//! Crawler coordinator - crawl run orchestration
//!
//! This module wires a crawl run together:
//! - Seeding the frontier
//! - Spawning the worker pool on a `JoinSet`
//! - Halting every worker on the first fatal error
//! - Joining all workers and reporting the run once

use crate::config::{Config, CrawlerConfig};
use crate::crawler::fetcher::{Fetcher, HttpFetcher};
use crate::crawler::frontier::{Frontier, StopReason, SubmitOutcome};
use crate::crawler::worker::Worker;
use crate::output::CrawlStats;
use crate::storage::{open_store, DocumentStore};
use crate::CrawlError;
use std::sync::Arc;
use tokio::task::JoinSet;

/// Summary of a finished crawl run
#[derive(Debug, Clone)]
pub struct CrawlReport {
    pub stop_reason: StopReason,
    pub stats: CrawlStats,
    /// Processed URLs in processing order
    pub visited: Vec<String>,
    pub unique_count: usize,
}

/// Main crawler coordinator structure
pub struct Coordinator {
    config: Arc<CrawlerConfig>,
    frontier: Arc<Frontier>,
    fetcher: Arc<dyn Fetcher>,
    store: Arc<dyn DocumentStore>,
}

impl Coordinator {
    /// Creates a coordinator with an empty frontier
    ///
    /// # Arguments
    ///
    /// * `config` - Scheduling and politeness settings
    /// * `fetcher` - Network collaborator shared by the frontier and workers
    /// * `store` - Receives every fetched document
    pub fn new(
        config: CrawlerConfig,
        fetcher: Arc<dyn Fetcher>,
        store: Arc<dyn DocumentStore>,
    ) -> Self {
        let frontier = Arc::new(Frontier::new(&config, fetcher.clone()));
        Self {
            config: Arc::new(config),
            frontier,
            fetcher,
            store,
        }
    }

    pub fn frontier(&self) -> &Arc<Frontier> {
        &self.frontier
    }

    /// Submits seed URLs before any worker starts
    ///
    /// Seeds that fail to normalize are logged and skipped.
    ///
    /// # Returns
    ///
    /// * `Ok(usize)` - Number of seeds that entered the frontier
    /// * `Err(CrawlError)` - The dedup table is exhausted
    pub async fn seed<I, S>(&self, seeds: I) -> Result<usize, CrawlError>
    where
        I: IntoIterator<Item = S>,
        S: AsRef<str>,
    {
        let mut accepted = 0;

        for seed in seeds {
            let seed = seed.as_ref();
            match self.frontier.submit(seed).await {
                Ok(SubmitOutcome::NewSite | SubmitOutcome::Queued) => accepted += 1,
                Ok(SubmitOutcome::Duplicate) => {
                    tracing::debug!("Seed {} is a duplicate", seed);
                }
                Ok(SubmitOutcome::DomainForbidden) => {
                    tracing::warn!("Seed {} excluded: robots.txt forbidden", seed);
                }
                Ok(SubmitOutcome::Stopped) => {
                    tracing::debug!("Seed {} not recorded: ceiling already passed", seed);
                }
                Err(CrawlError::Url(e)) => {
                    tracing::warn!("Skipping invalid seed {}: {}", seed, e);
                }
                Err(e) => return Err(e),
            }
        }

        tracing::info!("Seeded frontier with {} URLs", accepted);
        Ok(accepted)
    }

    /// Runs the worker pool until the frontier reports completion
    ///
    /// Every worker is joined before returning. If any worker failed, the
    /// frontier is halted so the others stop at their next iteration, and
    /// the first error is returned once all of them have exited.
    pub async fn run(&self) -> Result<CrawlReport, CrawlError> {
        let start_time = std::time::Instant::now();
        tracing::info!("Starting crawl with {} workers", self.config.workers);

        let mut workers = JoinSet::new();
        for id in 0..self.config.workers as usize {
            let mut worker = Worker::new(
                id,
                self.frontier.clone(),
                self.fetcher.clone(),
                self.store.clone(),
                self.config.clone(),
            );
            workers.spawn(async move { worker.run().await });
        }

        let mut first_error = None;
        while let Some(joined) = workers.join_next().await {
            let outcome = joined.map_err(CrawlError::from).and_then(|result| result);
            if let Err(e) = outcome {
                self.frontier.halt(StopReason::Aborted);
                if first_error.is_none() {
                    first_error = Some(e);
                }
            }
        }

        if let Some(e) = first_error {
            tracing::error!("Crawl aborted: {}", e);
            return Err(e);
        }

        let stop_reason = self.frontier.stop_reason().unwrap_or(StopReason::Drained);
        let report = CrawlReport {
            stop_reason,
            stats: self.frontier.stats().await,
            visited: self.frontier.visited().await,
            unique_count: self.frontier.unique_count().await,
        };

        tracing::info!(
            "Crawl completed ({:?}): {} documents processed, {} unique URLs in {:?}",
            report.stop_reason,
            report.visited.len(),
            report.unique_count,
            start_time.elapsed()
        );

        Ok(report)
    }
}

/// Runs a complete crawl from a loaded configuration
///
/// Builds the HTTP fetcher and document store, seeds the frontier from
/// `config.seeds`, and runs the worker pool.
///
/// # Example
///
/// ```no_run
/// use polite_frontier::config::load_config;
/// use polite_frontier::crawler::run_crawl;
/// use std::path::Path;
///
/// # async fn example() -> Result<(), Box<dyn std::error::Error>> {
/// let config = load_config(Path::new("config.toml"))?;
/// let report = run_crawl(config).await?;
/// report.stats.print()?;
/// # Ok(())
/// # }
/// ```
pub async fn run_crawl(config: Config) -> Result<CrawlReport, CrawlError> {
    let fetcher: Arc<dyn Fetcher> = Arc::new(HttpFetcher::from_config(
        &config.user_agent,
        config.crawler.fetch_timeout(),
    )?);
    let store = open_store(&config.output)?;

    let coordinator = Coordinator::new(config.crawler, fetcher, store);
    coordinator.seed(&config.seeds).await?;
    coordinator.run().await
}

★ ★ ★

_Problem statement_: Please extract exactly, and only, the lines from the line containing "start_time.elapsed()" through the last line of the records.

_Solution to this task_:
            start_time.elapsed()
        );

        Ok(report)
    }
}

/// Runs a complete crawl from a loaded configuration
///
/// Builds the HTTP fetcher and document store, seeds the frontier from
/// `config.seeds`, and runs the worker pool.
///
/// # Example
///
/// ```no_run
/// use polite_frontier::config::load_config;
/// use polite_frontier::crawler::run_crawl;
/// use std::path::Path;
///
/// # async fn example() -> Result<(), Box<dyn std::error::Error>> {
/// let config = load_config(Path::new("config.toml"))?;
/// let report = run_crawl(config).await?;
/// report.stats.print()?;
/// # Ok(())
/// # }
/// ```
pub async fn run_crawl(config: Config) -> Result<CrawlReport, CrawlError> {
    let fetcher: Arc<dyn Fetcher> = Arc::new(HttpFetcher::from_config(
        &config.user_agent,
        config.crawler.fetch_timeout(),
    )?);
    let store = open_store(&config.output)?;

    let coordinator = Coordinator::new(config.crawler, fetcher, store);
    coordinator.seed(&config.seeds).await?;
    coordinator.run().await
}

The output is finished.